Als serbische Spieler die Fahne herunterrissen, kam es zu Schlägereien auf dem Platz, in die sich auch die Ersatzspieler und serbische Fans einmischten, die das Feld gestürmt hatten. Am Ende flüchtete die albanische Mannschaft in die Kabine. Das Spiel wurde abgebrochen und zunächst mit 3:0 für Serbien gewertet. Allerdings zog die UEFA den Serben die Punkte wieder ab und belegte beide Verbände mit Geldstrafen. Der Streit um die Wertung der Partie landete schließlich vor dem Internationalen Sportgerichtshof CAS, der das Spiel in einem Urteil vom Juli 2015 mit 3:0 für Albanien wertete.

Schlägerei auf dem Spielfeld beim EM-Qualifikationsspiel zwischen Serbien und Albanien im Oktober 2014
Das Spiel zwischen Serbien und Albanien im Oktober 2014 eskalierte und wurde abgebrochenBild: Koca Sulejmanovic/picture alliance/dpa

Im Jahr 2010 musste ein EM-Qualifikationsspiel zwischen Italien und Serbien abgebrochen werden, unter anderem weil serbische Fans Pyrotechnik auf den Platz geworfen hatten. Zuvor wurde von maskierten Hooligans eine albanische Fahne verbrannt. Oft ist auf Transparenten und Fahnen auch der Schriftzug "Kosovo is Serbia" zu lesen.

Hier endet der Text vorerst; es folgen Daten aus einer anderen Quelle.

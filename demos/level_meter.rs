//! Level meter example.
//!
//! Taps the default input device through a voice effect, plays the result
//! back, and draws the mouth-opening level as a bar until Ctrl+C.
//!
//! Run with: cargo run --example level_meter -- [natural|deep|high|radio] [device name]
//!
//! Set `RUST_LOG=voice_tap=debug` to see graph wiring and session events.

use std::io::Write;

use tracing_subscriber::EnvFilter;
use voice_tap::host::{CpalHost, DeviceSelection};
use voice_tap::{list_input_devices, CaptureEvent, CaptureManager, VoiceEffect};

const BAR_WIDTH: usize = 40;

#[tokio::main]
async fn main() -> Result<(), Box<dyn std::error::Error>> {
    let filter = EnvFilter::try_from_default_env().unwrap_or_else(|_| "voice_tap=info".into());
    tracing_subscriber::fmt().with_env_filter(filter).init();

    let mut args = std::env::args().skip(1);
    let effect: VoiceEffect = match args.next() {
        Some(name) => name.parse()?,
        None => VoiceEffect::Natural,
    };
    let selection = match args.next() {
        Some(name) => DeviceSelection::ByName(name),
        None => DeviceSelection::DefaultInput,
    };

    println!("Input devices:");
    for name in list_input_devices()? {
        println!("  {name}");
    }

    let manager = CaptureManager::builder()
        .host(CpalHost::new(selection))
        .voice_effect(effect)
        .on_event(|event| match event {
            CaptureEvent::BufferOverflow { dropped_frames } => {
                eprintln!("\nwarning: dropped {dropped_frames} frames");
            }
            CaptureEvent::SessionStopped { reason } => eprintln!("\nstopped: {reason:?}"),
            other => tracing::debug!(?other, "capture event"),
        })
        .build()?;

    if let Err(e) = manager.start().await {
        eprintln!("{}", manager.status());
        return Err(e.into());
    }
    println!("Live with the {effect} voice. Press Ctrl+C to stop.");

    let mut snapshots = manager.subscribe();
    loop {
        tokio::select! {
            _ = tokio::signal::ctrl_c() => break,
            changed = snapshots.changed() => {
                if changed.is_err() {
                    break;
                }
                let snapshot = snapshots.borrow_and_update().clone();
                if !snapshot.is_live {
                    break;
                }
                let filled = (snapshot.volume * BAR_WIDTH as f32).round() as usize;
                print!(
                    "\r[{}{}] {:.2}",
                    "#".repeat(filled),
                    " ".repeat(BAR_WIDTH - filled.min(BAR_WIDTH)),
                    snapshot.volume
                );
                std::io::stdout().flush()?;
            }
        }
    }

    manager.stop();
    println!("\n{}", manager.status());
    Ok(())
}
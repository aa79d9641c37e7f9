//! # voice-tap
//!
//! **Note:** This crate is under active development. The API may change before 1.0.
//!
//! Live voice capture with a selectable voice effect and a mouth-opening level.
//!
//! `voice-tap` acquires an audio stream, runs it through a small processing
//! graph (source → voice effect → analyser → monitor), keeps the processed
//! audio audible, and publishes a normalized loudness value once per display
//! tick for driving an avatar's mouth.
//!
//! ## Quick Start
//!
//! ```rust,no_run
//! use voice_tap::{CaptureManager, VoiceEffect};
//!
//! # async fn run() -> Result<(), voice_tap::CaptureError> {
//! let manager = CaptureManager::builder()
//!     .voice_effect(VoiceEffect::Radio)
//!     .on_event(|e| tracing::info!(?e, "capture event"))
//!     .build()?;
//!
//! manager.start().await?;
//!
//! let mut snapshots = manager.subscribe();
//! while snapshots.changed().await.is_ok() {
//!     let snapshot = snapshots.borrow_and_update().clone();
//!     if !snapshot.is_live {
//!         break;
//!     }
//!     println!("mouth open: {:.2}", snapshot.volume);
//! }
//! # Ok(())
//! # }
//! ```
//!
//! ## Architecture
//!
//! The crate maintains a strict thread boundary:
//!
//! - **CPAL Thread**: High-priority audio callback that never blocks
//! - **Ring Buffer**: Lock-free SPSC queue between the callback and the graph
//! - **Tokio Runtime**: The render loop drives the graph, the level loop
//!   samples the analyser and publishes through a `watch` channel
//!
//! Streams come from a [`CaptureHost`](host::CaptureHost): [`CpalHost`](host::CpalHost)
//! for real devices, [`MockHost`](host::MockHost) for tests.

// unsafe_code lint is configured in Cargo.toml as "deny"
#![warn(missing_docs)]
// Audio code requires intentional numeric casts between sample formats
#![allow(
    clippy::cast_precision_loss,
    clippy::cast_possible_truncation,
    clippy::cast_sign_loss,
    clippy::cast_possible_wrap,
    clippy::cast_lossless
)]
// unwrap/expect allowed in tests only
#![cfg_attr(test, allow(clippy::unwrap_used, clippy::expect_used))]
// These doc lints are too strict for internal implementation details
#![allow(clippy::missing_panics_doc, clippy::missing_errors_doc)]

mod block;
mod builder;
mod config;
pub mod dsp;
mod effect;
mod error;
mod event;
pub mod format;
pub mod graph;
pub mod host;
pub mod level;
mod manager;
mod pipeline;
mod session;
mod sink;
mod status;

pub use block::AudioBlock;
pub use builder::CaptureManagerBuilder;
pub use config::CaptureConfig;
pub use effect::{ParseVoiceEffectError, StageSpec, VoiceEffect};
pub use error::{CaptureError, SinkError};
pub use event::{event_callback, CaptureEvent, EventCallback, StopReason};
pub use host::{default_input_device_name, list_input_devices};
pub use level::compute_level;
pub use manager::CaptureManager;
pub use pipeline::CaptureBuffer;
pub use sink::{ChannelSink, DiscardSink, PlaybackMonitor, Sink};
pub use status::{CaptureSnapshot, CaptureStatus};
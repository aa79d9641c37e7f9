//! Sample rate conversion.
//!
//! [`resample`] converts a whole buffer in one go with linear interpolation.
//! [`StreamResampler`] is for the monitor output, where audio arrives one
//! render quantum at a time and the filter state and fractional position
//! have to carry over from block to block.

use rubato::{
    Resampler, SincFixedIn, SincInterpolationParameters, SincInterpolationType, WindowFunction,
};

use crate::SinkError;

/// Resamples one channel from `from_rate` to `to_rate`.
///
/// Stateless: every call starts fresh, so feeding a stream through it block by
/// block rounds each block up and drifts. Use [`StreamResampler`] for that.
pub fn resample(samples: &[f32], from_rate: u32, to_rate: u32) -> Vec<f32> {
    if from_rate == to_rate || samples.is_empty() || from_rate == 0 || to_rate == 0 {
        return samples.to_vec();
    }

    let ratio = f64::from(to_rate) / f64::from(from_rate);
    let output_len = (samples.len() as f64 * ratio).ceil() as usize;
    let last = samples.len() - 1;

    (0..output_len)
        .map(|i| {
            let src_pos = i as f64 / ratio;
            let src_idx = src_pos.floor() as usize;
            if src_idx >= last {
                return samples[last];
            }
            let frac = (src_pos - src_idx as f64) as f32;
            let s1 = samples[src_idx];
            let s2 = samples[src_idx + 1];
            s1 + (s2 - s1) * frac
        })
        .collect()
}

/// Sinc resampler that keeps its state between fixed-size planar blocks.
///
/// Over time the output length tracks `frames * to_rate / from_rate` exactly;
/// individual blocks come out one frame longer or shorter as the fractional
/// position wraps.
pub struct StreamResampler {
    inner: SincFixedIn<f32>,
    from_rate: u32,
    to_rate: u32,
    channels: usize,
    chunk_frames: usize,
}

impl std::fmt::Debug for StreamResampler {
    fn fmt(&self, f: &mut std::fmt::Formatter<'_>) -> std::fmt::Result {
        f.debug_struct("StreamResampler")
            .field("from_rate", &self.from_rate)
            .field("to_rate", &self.to_rate)
            .field("channels", &self.channels)
            .field("chunk_frames", &self.chunk_frames)
            .finish_non_exhaustive()
    }
}

impl StreamResampler {
    /// Creates a resampler for blocks of `chunk_frames` frames per channel.
    ///
    /// # Errors
    ///
    /// Returns an error if a rate is zero or rubato rejects the parameters.
    pub fn new(
        from_rate: u32,
        to_rate: u32,
        channels: usize,
        chunk_frames: usize,
    ) -> Result<Self, SinkError> {
        if from_rate == 0 || to_rate == 0 {
            return Err(SinkError::write_failed("sample rate must be non-zero"));
        }
        let params = SincInterpolationParameters {
            sinc_len: 64,
            f_cutoff: 0.95,
            interpolation: SincInterpolationType::Linear,
            oversampling_factor: 64,
            window: WindowFunction::BlackmanHarris2,
        };
        let ratio = f64::from(to_rate) / f64::from(from_rate);
        let inner = SincFixedIn::<f32>::new(ratio, 1.0, params, chunk_frames, channels)
            .map_err(|e| SinkError::write_failed(format!("resampler setup: {e}")))?;

        Ok(Self {
            inner,
            from_rate,
            to_rate,
            channels,
            chunk_frames,
        })
    }

    /// True if this resampler was built for blocks of this shape.
    pub fn accepts(&self, from_rate: u32, channels: usize, frames: usize) -> bool {
        self.from_rate == from_rate && self.channels == channels && self.chunk_frames == frames
    }

    /// Output rate.
    pub fn to_rate(&self) -> u32 {
        self.to_rate
    }

    /// Resamples one planar block of exactly `chunk_frames` frames.
    ///
    /// # Errors
    ///
    /// Returns an error if the block has the wrong shape.
    pub fn process(&mut self, planar: &[Vec<f32>]) -> Result<Vec<Vec<f32>>, SinkError> {
        self.inner
            .process(planar, None)
            .map_err(|e| SinkError::write_failed(format!("resample: {e}")))
    }
}

#[cfg(test)]
mod tests {
    use super::*;

    #[test]
    fn test_resample_same_rate() {
        let samples = vec![0.1, 0.2, 0.3];
        assert_eq!(resample(&samples, 48000, 48000), samples);
    }

    #[test]
    fn test_resample_empty() {
        assert!(resample(&[], 44100, 48000).is_empty());
    }

    #[test]
    fn test_resample_downsample_length() {
        let samples: Vec<f32> = (0..480).map(|i| i as f32 / 480.0).collect();
        assert_eq!(resample(&samples, 48000, 16000).len(), 160);
    }

    #[test]
    fn test_resample_upsample_interpolates() {
        let resampled = resample(&[0.0, 1.0], 16000, 32000);
        assert_eq!(resampled.len(), 4);
        assert!((resampled[1] - 0.5).abs() < 1e-6);
        assert!((resampled[3] - 1.0).abs() < 1e-6);
    }

    #[test]
    fn test_stream_resampler_does_not_drift() {
        // One second of 128-frame quanta at 44.1 kHz, played at 48 kHz
        let mut resampler = StreamResampler::new(44100, 48000, 2, 128).unwrap();
        let block = vec![vec![0.25_f32; 128]; 2];

        let blocks = 344;
        let expected = (blocks * 128) as f64 * 48000.0 / 44100.0;
        let mut run_second = || {
            let mut produced = 0;
            for _ in 0..blocks {
                let out = resampler.process(&block).unwrap();
                assert_eq!(out.len(), 2);
                produced += out[0].len();
            }
            produced as f64
        };

        // The first second is short by the filter delay only
        let first = run_second();
        assert!((first - expected).abs() < 64.0, "first second {first}, expected {expected:.1}");

        // After that the output rate matches the device rate
        let second = run_second();
        assert!((second - expected).abs() < 2.0, "second second {second}, expected {expected:.1}");
    }

    #[test]
    fn test_stream_resampler_is_continuous_across_blocks() {
        let mut resampler = StreamResampler::new(44100, 48000, 1, 128).unwrap();
        let block = vec![vec![0.5_f32; 128]];

        // Past the filter delay a constant input stays constant, block edges included
        let mut tail = Vec::new();
        for i in 0..20 {
            let out = resampler.process(&block).unwrap();
            if i >= 4 {
                tail.extend_from_slice(&out[0]);
            }
        }
        assert!(!tail.is_empty());
        assert!(tail.iter().all(|s| (s - 0.5).abs() < 0.01));
    }

    #[test]
    fn test_stream_resampler_rejects_wrong_block_size() {
        let mut resampler = StreamResampler::new(44100, 48000, 1, 128).unwrap();
        assert!(resampler.accepts(44100, 1, 128));
        assert!(!resampler.accepts(44100, 1, 64));
        assert!(resampler.process(&[vec![0.0; 64]]).is_err());
    }

    #[test]
    fn test_stream_resampler_zero_rate() {
        assert!(StreamResampler::new(0, 48000, 1, 128).is_err());
    }
}
//! Monitor sink forwarding rendered blocks over a tokio mpsc channel.

use std::sync::atomic::{AtomicU64, Ordering};

use async_trait::async_trait;
use tokio::sync::mpsc::{self, error::TrySendError};

use crate::sink::Sink;
use crate::{AudioBlock, SinkError};

/// Forwards every rendered block to a bounded channel without waiting.
///
/// The render loop must keep pace with the capture clock, so a full channel
/// never holds it up: the block is dropped and counted instead, the same way
/// [`PlaybackMonitor`](crate::PlaybackMonitor) drops audio its output queue
/// cannot hold. A closed channel is a write error.
///
/// # Example
///
/// ```
/// use voice_tap::host::MockHost;
/// use voice_tap::{AudioBlock, ChannelSink};
/// use tokio::sync::mpsc;
///
/// let (tx, _rx) = mpsc::channel::<AudioBlock>(64);
/// let host = MockHost::new().with_monitor(ChannelSink::new(tx));
/// ```
#[derive(Debug)]
pub struct ChannelSink {
    name: String,
    sender: mpsc::Sender<AudioBlock>,
    dropped_blocks: AtomicU64,
}

impl ChannelSink {
    /// Wraps `sender`.
    pub fn new(sender: mpsc::Sender<AudioBlock>) -> Self {
        Self::with_name("channel", sender)
    }

    /// Wraps `sender` under a custom name, used in logs and events.
    pub fn with_name(name: impl Into<String>, sender: mpsc::Sender<AudioBlock>) -> Self {
        Self {
            name: name.into(),
            sender,
            dropped_blocks: AtomicU64::new(0),
        }
    }

    /// Blocks dropped because the receiver was behind.
    pub fn dropped_blocks(&self) -> u64 {
        self.dropped_blocks.load(Ordering::Relaxed)
    }
}

#[async_trait]
impl Sink for ChannelSink {
    fn name(&self) -> &str {
        &self.name
    }

    async fn write(&self, block: &AudioBlock) -> Result<(), SinkError> {
        match self.sender.try_send(block.clone()) {
            Ok(()) => Ok(()),
            Err(TrySendError::Full(_)) => {
                let dropped = self.dropped_blocks.fetch_add(1, Ordering::Relaxed) + 1;
                if dropped.is_power_of_two() {
                    tracing::debug!(sink = %self.name, dropped, "receiver behind; dropping blocks");
                }
                Ok(())
            }
            Err(TrySendError::Closed(_)) => Err(SinkError::ChannelClosed),
        }
    }
}
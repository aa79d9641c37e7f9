//! Frequency analysis node feeding the level meter.

use std::sync::Arc;

use parking_lot::Mutex;
use rustfft::num_complex::Complex;
use rustfft::{Fft, FftPlanner};

use crate::CaptureConfig;

/// Short-time spectrum analyser.
///
/// Keeps the most recent `fft_size` mono samples. Each frequency read
/// applies a Blackman window, takes the FFT magnitude scaled by `1 / N`,
/// blends it with the previous read using the smoothing constant, and maps
/// the result to decibels.
pub struct Analyser {
    fft_size: usize,
    smoothing: f32,
    min_decibels: f32,
    max_decibels: f32,
    window: Vec<f32>,
    /// Circular time-domain buffer; `write_pos` is the oldest sample.
    time_domain: Vec<f32>,
    write_pos: usize,
    smoothed: Vec<f32>,
    fft: Arc<dyn Fft<f32>>,
    spectrum: Vec<Complex<f32>>,
    scratch: Vec<Complex<f32>>,
}

impl std::fmt::Debug for Analyser {
    fn fmt(&self, f: &mut std::fmt::Formatter<'_>) -> std::fmt::Result {
        f.debug_struct("Analyser")
            .field("fft_size", &self.fft_size)
            .field("smoothing", &self.smoothing)
            .field("min_decibels", &self.min_decibels)
            .field("max_decibels", &self.max_decibels)
            .finish_non_exhaustive()
    }
}

impl Analyser {
    /// Creates an analyser from the transform settings in `config`.
    pub fn new(config: &CaptureConfig) -> Self {
        let n = config.fft_size;
        let fft = FftPlanner::<f32>::new().plan_fft_forward(n);
        let scratch = vec![Complex::default(); fft.get_inplace_scratch_len()];

        Self {
            fft_size: n,
            smoothing: config.smoothing,
            min_decibels: config.min_decibels,
            max_decibels: config.max_decibels,
            window: blackman_window(n),
            time_domain: vec![0.0; n],
            write_pos: 0,
            smoothed: vec![0.0; n / 2],
            fft,
            spectrum: vec![Complex::default(); n],
            scratch,
        }
    }

    /// Transform size.
    pub fn fft_size(&self) -> usize {
        self.fft_size
    }

    /// Number of bins returned by the frequency reads.
    pub fn frequency_bin_count(&self) -> usize {
        self.fft_size / 2
    }

    /// Appends mono samples to the time-domain window.
    pub fn ingest(&mut self, samples: &[f32]) {
        // Only the newest fft_size samples can matter
        let start = samples.len().saturating_sub(self.fft_size);
        for &sample in &samples[start..] {
            self.time_domain[self.write_pos] = sample;
            self.write_pos = (self.write_pos + 1) % self.fft_size;
        }
    }

    /// Runs the transform and updates the smoothed magnitudes.
    fn update_spectrum(&mut self) {
        let n = self.fft_size;
        for i in 0..n {
            let sample = self.time_domain[(self.write_pos + i) % n];
            self.spectrum[i] = Complex::new(sample * self.window[i], 0.0);
        }
        self.fft
            .process_with_scratch(&mut self.spectrum, &mut self.scratch);

        let scale = 1.0 / n as f32;
        let tau = self.smoothing;
        for (smoothed, bin) in self.smoothed.iter_mut().zip(&self.spectrum) {
            let magnitude = bin.norm() * scale;
            let value = tau * *smoothed + (1.0 - tau) * magnitude;
            *smoothed = if value.is_finite() { value } else { 0.0 };
        }
    }

    /// Current spectrum in dB, one value per bin.
    pub fn float_frequency_data(&mut self, out: &mut Vec<f32>) {
        self.update_spectrum();
        out.clear();
        out.extend(self.smoothed.iter().map(|&m| 20.0 * m.log10()));
    }

    /// Current spectrum mapped onto `0..=255`.
    ///
    /// `min_decibels` maps to 0 and `max_decibels` to 255; values outside
    /// the range clamp.
    pub fn byte_frequency_data(&mut self, out: &mut Vec<u8>) {
        self.update_spectrum();
        let range = self.max_decibels - self.min_decibels;
        out.clear();
        out.extend(self.smoothed.iter().map(|&m| {
            let db = 20.0 * m.log10();
            let scaled = (255.0 / range) * (db - self.min_decibels);
            // -inf for silent bins lands on 0 here
            scaled.floor().clamp(0.0, 255.0) as u8
        }));
    }
}

/// Blackman window of length `n`.
fn blackman_window(n: usize) -> Vec<f32> {
    let a0 = 0.42;
    let a1 = 0.5;
    let a2 = 0.08;
    (0..n)
        .map(|i| {
            let phase = std::f32::consts::TAU * i as f32 / n as f32;
            a0 - a1 * phase.cos() + a2 * (2.0 * phase).cos()
        })
        .collect()
}

/// Shared handle to an [`Analyser`].
///
/// The render loop writes samples through it and the level loop reads the
/// spectrum; neither ever holds the lock across an await.
#[derive(Debug, Clone)]
pub struct AnalyserHandle {
    inner: Arc<Mutex<Analyser>>,
}

impl AnalyserHandle {
    /// Wraps an analyser for sharing.
    pub fn new(analyser: Analyser) -> Self {
        Self {
            inner: Arc::new(Mutex::new(analyser)),
        }
    }

    /// Number of bins returned by [`byte_frequency_data`](Self::byte_frequency_data).
    pub fn frequency_bin_count(&self) -> usize {
        self.inner.lock().frequency_bin_count()
    }

    /// Fills `out` with the current byte spectrum.
    pub fn byte_frequency_data(&self, out: &mut Vec<u8>) {
        self.inner.lock().byte_frequency_data(out);
    }

    /// Fills `out` with the current dB spectrum.
    pub fn float_frequency_data(&self, out: &mut Vec<f32>) {
        self.inner.lock().float_frequency_data(out);
    }

    pub(crate) fn ingest(&self, samples: &[f32]) {
        self.inner.lock().ingest(samples);
    }
}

Bei den Kroaten fiel 2014 Nationalspieler Josip Simunic negativ auf und wurde vom Weltverband FIFA unter anderem für die WM in Brasilien gesperrt, weil er nach einem Qualifikationsspiel den Gruß der faschistischen Ustascha-Bewegung gezeigt hatte. Zudem werden die Spieler um Superstar Luka Modric immer wieder für ihre Nähe zum als rechtsextrem geltenden Sänger Marko Perkovic kritisiert, der sich Thompson nennt.

Albanische Fans - auch bei der EM - zeigen auf ihren Landesflaggen immer wieder das Emblem der UCK oder jubeln, indem sie mit beiden Händen das Symbol des Doppeladlers formen - übrigens nicht nur Albaner, sondern auch albanisch-stämmige Spieler anderer Mannschaften, wie die beiden Schweizer Nationalspieler Xherdan Shaqiri und Granit Xhaka. Bei der WM 2018 wurden sie von der FIFA bestraft, weil sie während des Spiels der Schweiz gegen Serbien den Doppeladler-Jubel gezeigt hatten. 

Der Artikel wurde am 22. und 23. Juni aktualisiert.